Andrew, ever find someone who could install my rears?


----------



## [email protected] (Aug 22, 2006)

.:Hinrichs:. said:


> Andrew, ever find someone who could install my rears?


 yessir, I'll pm you his email address and let you guys saus it out. :thumbup::beer:


----------



## .Ant (Jun 7, 2011)

[email protected] said:


> frame notch and possible tie rod notch... that's about it!
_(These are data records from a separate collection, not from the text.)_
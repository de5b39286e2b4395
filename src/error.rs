//! Error types for Stowage
//!
//! All modules use `StowageResult<T>` as their return type.

use std::path::PathBuf;
use thiserror::Error;

/// Result type alias for Stowage operations
pub type StowageResult<T> = Result<T, StowageError>;

/// All errors that can occur in Stowage
#[derive(Error, Debug)]
pub enum StowageError {
    // Argument errors
    #[error("container ID must be specified")]
    MissingContainer,

    #[error("src must be specified")]
    MissingSource,

    #[error("--ignorefile option requires that you specify a context dir using --contextdir")]
    IgnoreFileWithoutContext,

    #[error("parsing timestamp value {value:?}: {reason}")]
    InvalidTimestamp { value: String, reason: String },

    #[error("parsing permissions {value:?}: expected octal mode bits")]
    InvalidChmod { value: String },

    #[error("parsing ownership {value:?}: {reason}")]
    InvalidChown { value: String, reason: String },

    #[error("unable to parse value provided {value:?} as --retry-delay: {reason}")]
    InvalidRetryDelay { value: String, reason: String },

    #[error("--checksum can only be used with HTTP(S) sources, not {source_ref:?}")]
    ChecksumRequiresUrl { source_ref: String },

    #[error("invalid checksum {0:?}: expected sha256:<hex>")]
    InvalidChecksum(String),

    // Resolution errors
    #[error("container {0:?} does not exist")]
    ContainerUnknown(String),

    #[error("image {image:?} not found: {reason}")]
    ImageNotFound { image: String, reason: String },

    #[error("pulling image {image:?}: {reason}")]
    ImagePull { image: String, reason: String },

    #[error("pulling image {image:?} failed after {attempts} attempts: {source}")]
    PullRetriesExhausted {
        image: String,
        attempts: u32,
        #[source]
        source: Box<StowageError>,
    },

    #[error("operation cancelled")]
    Cancelled,

    // Mount errors
    #[error("mounting container {container:?}: {reason}")]
    Mount { container: String, reason: String },

    #[error("unmounting container {container:?}: {reason}")]
    Unmount { container: String, reason: String },

    #[error("container {0:?} is not mounted")]
    NotMounted(String),

    // Copy errors
    #[error("no such file or directory: {0}")]
    SourceNotFound(PathBuf),

    #[error("invalid exclude pattern {pattern:?}: {reason}")]
    ExcludePattern { pattern: String, reason: String },

    #[error("{kind} {id} is not mapped in the container's ID mappings")]
    IdNotMapped { kind: &'static str, id: u32 },

    #[error("checksum mismatch for {url}: expected {expected}, got {actual}")]
    ChecksumMismatch {
        url: String,
        expected: String,
        actual: String,
    },

    #[error("downloading {url}: {reason}")]
    Download { url: String, reason: String },

    #[error("downloading {url}: server responded with status {status}")]
    HttpStatus { url: String, status: u16 },

    #[error("extracting archive {path}: {source}")]
    Archive {
        path: PathBuf,
        #[source]
        source: std::io::Error,
    },

    // Commit errors
    #[error("saving container {container:?}: {reason}")]
    Save { container: String, reason: String },

    // Runtime snapshot errors
    #[error("badly formatted {path}: {reason}")]
    Snapshot { path: PathBuf, reason: String },

    // Configuration errors
    #[error("Invalid configuration at {path}: {reason}")]
    ConfigInvalid { path: PathBuf, reason: String },

    // IO errors
    #[error("IO error: {context}: {source}")]
    Io {
        context: String,
        #[source]
        source: std::io::Error,
    },

    // Process errors
    #[error("Command failed: {command}")]
    CommandFailed {
        command: String,
        #[source]
        source: std::io::Error,
    },

    #[error("Command execution error: {command}, stderr: {stderr}")]
    CommandExecution { command: String, stderr: String },

    // Serialization errors
    #[error("JSON error: {0}")]
    Json(#[from] serde_json::Error),

    // Wrapped with operating context
    #[error("{context}: {source}")]
    Context {
        context: String,
        #[source]
        source: Box<StowageError>,
    },

    #[error("Internal error: {0}")]
    Internal(String),
}

impl StowageError {
    /// Create an IO error with context
    pub fn io(context: impl Into<String>, source: std::io::Error) -> Self {
        Self::Io {
            context: context.into(),
            source,
        }
    }

    /// Create a command failed error
    pub fn command_failed(command: impl Into<String>, source: std::io::Error) -> Self {
        Self::CommandFailed {
            command: command.into(),
            source,
        }
    }

    /// Create a command execution error
    pub fn command_exec(command: impl Into<String>, stderr: impl Into<String>) -> Self {
        Self::CommandExecution {
            command: command.into(),
            stderr: stderr.into(),
        }
    }

    /// Wrap this error with the context it occurred in
    pub fn context(self, context: impl Into<String>) -> Self {
        Self::Context {
            context: context.into(),
            source: Box::new(self),
        }
    }

    /// Strip context wrappers and return the underlying error
    pub fn root(&self) -> &StowageError {
        match self {
            Self::Context { source, .. } => source.root(),
            other => other,
        }
    }

    /// Check if a failed pull attempt may be retried
    ///
    /// Only transport failures are retried. A reference the registry does
    /// not know will not appear on the next attempt.
    pub fn is_retryable(&self) -> bool {
        matches!(self.root(), Self::ImagePull { .. } | Self::Download { .. })
    }

    /// Check if this error reports a missing container
    pub fn is_container_unknown(&self) -> bool {
        matches!(self.root(), Self::ContainerUnknown(_))
    }

    /// Get actionable hint for the error
    pub fn hint(&self) -> Option<&'static str> {
        match self.root() {
            Self::IgnoreFileWithoutContext => Some("Pass --contextdir <dir> together with --ignorefile"),
            Self::InvalidTimestamp { .. } => Some("Use seconds since the Unix epoch, e.g. --timestamp 0"),
            Self::Mount { .. } => Some("Rootless mounts need a user namespace. Run: podman unshare stowage ..."),
            Self::ContainerUnknown(_) => Some("List working containers with: podman ps -a"),
            _ => None,
        }
    }
}
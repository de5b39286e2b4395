//! Local archive detection and extraction for ADD
//!
//! Plain, gzip and xz compressed tarballs are recognized by content, not
//! by file name. Entries are written through the same sink as copied
//! files, so owner, mode and timestamp overrides apply to them too.

use crate::builder::Owner;
use crate::error::{StowageError, StowageResult};
use crate::ingest::copier::{EntryMeta, EntrySink};
use crate::ingest::ownership::OwnerPolicy;
use flate2::read::GzDecoder;
use std::fs::File;
use std::io::{self, BufReader, Read};
use std::path::{Component, Path, PathBuf};
use std::time::{Duration, UNIX_EPOCH};
use tar::EntryType;
use tokio_util::sync::CancellationToken;
use tracing::{debug, warn};
use xz2::read::XzDecoder;

const GZIP_MAGIC: &[u8] = &[0x1f, 0x8b];
const XZ_MAGIC: &[u8] = &[0xfd, 0x37, 0x7a, 0x58, 0x5a, 0x00];
const USTAR_OFFSET: usize = 257;
const BLOCK_SIZE: usize = 512;

/// Compression wrapped around a tarball
#[derive(Debug, Clone, Copy, PartialEq, Eq)]
pub enum Compression {
    None,
    Gzip,
    Xz,
}

/// Identify `path` as a tarball, returning its compression
pub fn detect(path: &Path) -> StowageResult<Option<Compression>> {
    let file = File::open(path).map_err(|e| StowageError::io(format!("reading {}", path.display()), e))?;
    let mut reader = BufReader::new(file);
    let head = read_block(&mut reader).map_err(|e| archive_error(path, e))?;

    if head.starts_with(GZIP_MAGIC) {
        let inner = open(path, Compression::Gzip)?;
        return Ok(is_tar(inner).then_some(Compression::Gzip));
    }
    if head.starts_with(XZ_MAGIC) {
        let inner = open(path, Compression::Xz)?;
        return Ok(is_tar(inner).then_some(Compression::Xz));
    }
    Ok(is_tar_block(&head).then_some(Compression::None))
}

fn open(path: &Path, compression: Compression) -> StowageResult<Box<dyn Read>> {
    let file = File::open(path).map_err(|e| StowageError::io(format!("reading {}", path.display()), e))?;
    let reader = BufReader::new(file);
    Ok(match compression {
        Compression::None => Box::new(reader),
        Compression::Gzip => Box::new(GzDecoder::new(reader)),
        Compression::Xz => Box::new(XzDecoder::new(reader)),
    })
}

/// Read up to one tar block
fn read_block(reader: &mut dyn Read) -> io::Result<Vec<u8>> {
    let mut block = Vec::with_capacity(BLOCK_SIZE);
    reader.take(BLOCK_SIZE as u64).read_to_end(&mut block)?;
    Ok(block)
}

fn is_tar(mut reader: Box<dyn Read>) -> bool {
    read_block(&mut reader).is_ok_and(|block| is_tar_block(&block))
}

fn is_tar_block(block: &[u8]) -> bool {
    block.len() >= USTAR_OFFSET + 5 && &block[USTAR_OFFSET..USTAR_OFFSET + 5] == b"ustar"
}

fn archive_error(path: &Path, source: io::Error) -> StowageError {
    StowageError::Archive {
        path: path.to_path_buf(),
        source,
    }
}

/// Relative entry name with `.` dropped; None if it would leave the destination
fn sanitize(name: &Path) -> Option<PathBuf> {
    let mut clean = PathBuf::new();
    for component in name.components() {
        match component {
            Component::Normal(part) => clean.push(part),
            Component::CurDir | Component::RootDir => {}
            Component::ParentDir | Component::Prefix(_) => return None,
        }
    }
    Some(clean)
}

fn id_from_header(value: io::Result<u64>) -> io::Result<u32> {
    let value = value?;
    u32::try_from(value).map_err(|_| io::Error::other(format!("ID {} out of range", value)))
}

/// Extract the tarball at `path` into container directory `dest`
///
/// Archive owners are kept unless a fixed owner was requested.
pub(crate) fn extract(
    path: &Path,
    compression: Compression,
    dest: &Path,
    owner: &OwnerPolicy,
    sink: &mut EntrySink<'_>,
    cancel: &CancellationToken,
) -> StowageResult<()> {
    let mut archive = tar::Archive::new(open(path, compression)?);
    let entries = archive.entries().map_err(|e| archive_error(path, e))?;
    let dir_owner = owner.directory_owner();

    for entry in entries {
        if cancel.is_cancelled() {
            return Err(StowageError::Cancelled);
        }
        let mut entry = entry.map_err(|e| archive_error(path, e))?;

        let raw = entry.path().map_err(|e| archive_error(path, e))?.into_owned();
        let Some(name) = sanitize(&raw) else {
            warn!("Skipping archive entry {} outside the destination", raw.display());
            sink.stats.skipped += 1;
            continue;
        };
        if name.as_os_str().is_empty() {
            continue;
        }

        let (kind, meta) = {
            let header = entry.header();
            let archived = Owner {
                uid: id_from_header(header.uid()).map_err(|e| archive_error(path, e))?,
                gid: id_from_header(header.gid()).map_err(|e| archive_error(path, e))?,
            };
            let meta = EntryMeta {
                owner: match owner {
                    OwnerPolicy::Fixed(fixed) => *fixed,
                    _ => archived,
                },
                mode: header.mode().map_err(|e| archive_error(path, e))? & 0o7777,
                mtime: UNIX_EPOCH + Duration::from_secs(header.mtime().map_err(|e| archive_error(path, e))?),
            };
            (header.entry_type(), meta)
        };

        let target = dest.join(&name);
        sink.ensure_parent(&target, dir_owner)?;

        match kind {
            EntryType::Directory => sink.create_dir(&name, &target, meta)?,
            EntryType::Regular | EntryType::Continuous => {
                let size = entry.size();
                sink.write_file(&name, &target, &mut entry, size, meta)?;
            }
            EntryType::Symlink => {
                let link = link_name(&entry, path)?;
                sink.symlink(&name, &target, &link, meta)?;
            }
            EntryType::Link => {
                let link = link_name(&entry, path)?;
                let Some(existing) = sanitize(&link) else {
                    warn!("Skipping hard link {} to {} outside the destination", name.display(), link.display());
                    sink.stats.skipped += 1;
                    continue;
                };
                sink.hard_link(&name, &target, &dest.join(&existing), &existing, meta)?;
            }
            other => {
                debug!("Skipping archive entry {} of type {:?}", name.display(), other);
                sink.stats.skipped += 1;
            }
        }
    }
    Ok(())
}

fn link_name<R: Read>(entry: &tar::Entry<'_, R>, path: &Path) -> StowageResult<PathBuf> {
    entry
        .link_name()
        .map_err(|e| archive_error(path, e))?
        .map(|link| link.into_owned())
        .ok_or_else(|| archive_error(path, io::Error::other("link entry without a target")))
}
 Dont forget about the subframe too!


----------



## .:Hinrichs:. (Apr 26, 2010)

.Ant said:


> Dont forget about the subframe too!


 Not always needed, on my old gli all I needed was a frame notch to lay out :thumbup:


----------



## [email protected] (Aug 22, 2006)

.Ant said:


> Dont forget about the subframe too!


 true! 

some cars need it, some don't. I'm convinced my MkIV laid out so easily due to the subframe being 'broken in' from driving low on coils. I was laying out with just a passenger side frame notch. :beer:


----------



## Chaoz (May 30, 2008)

.:Hinrichs:. said:


> Indeed I do :beer::beer:


 well good looks like youll be helpin me install these jimmy time to break in your new garage lol:thumbup:


----------



## Chaoz (May 30, 2008)

[email protected] said:


> Depends on the look you're going for. When you come down, I'll show you the Mk3 and you can see how we did everything. There are so many different ways to mount/assemble things.
> 
> 
> 
> :beer::beer:


 good **** bro im tryin to look around and find some trunk setups that i like i just dont know how or what way is best to run the lines lol:facepalm:


----------



## .:Hinrichs:. (Apr 26, 2010)

Chaoz said:


> well good looks like youll be helpin me install these jimmy time to break in your new garage lol:thumbup:





Chaoz said:


> good **** bro im tryin to look around and find some trunk setups that i like i just dont know how or what way is best to run the lines lol:facepalm:


 sounds good, I can help out with laying stuff out once you get your tank and stuff in, easier to vizualize that way 

just need to move my tools still but ill be setup soon enough, good thing is the garage is heated :thumbup:


----------



## Chaoz (May 30, 2008)

.:Hinrichs:. said:


> sounds good, I can help out with laying stuff out once you get your tank and stuff in, easier to vizualize that way
> 
> just need to move my tools still but ill be setup soon enough, good thing is the garage is heated :thumbup:


 haha yes ill bring the beer. how long you think it will take? i can clear like and entire saturday:thumbup: im just super stoked and i hate to have and wait for the money lol do you have any suggestion for the gauge setup? and where the switchbox should go. i want them both to look very clean and kinda hidden..


----------



## [email protected] (Feb 19, 2010)

Just to clarify, *Bag Riders* is the ONLY company of offer a complete plug and play analog kit. 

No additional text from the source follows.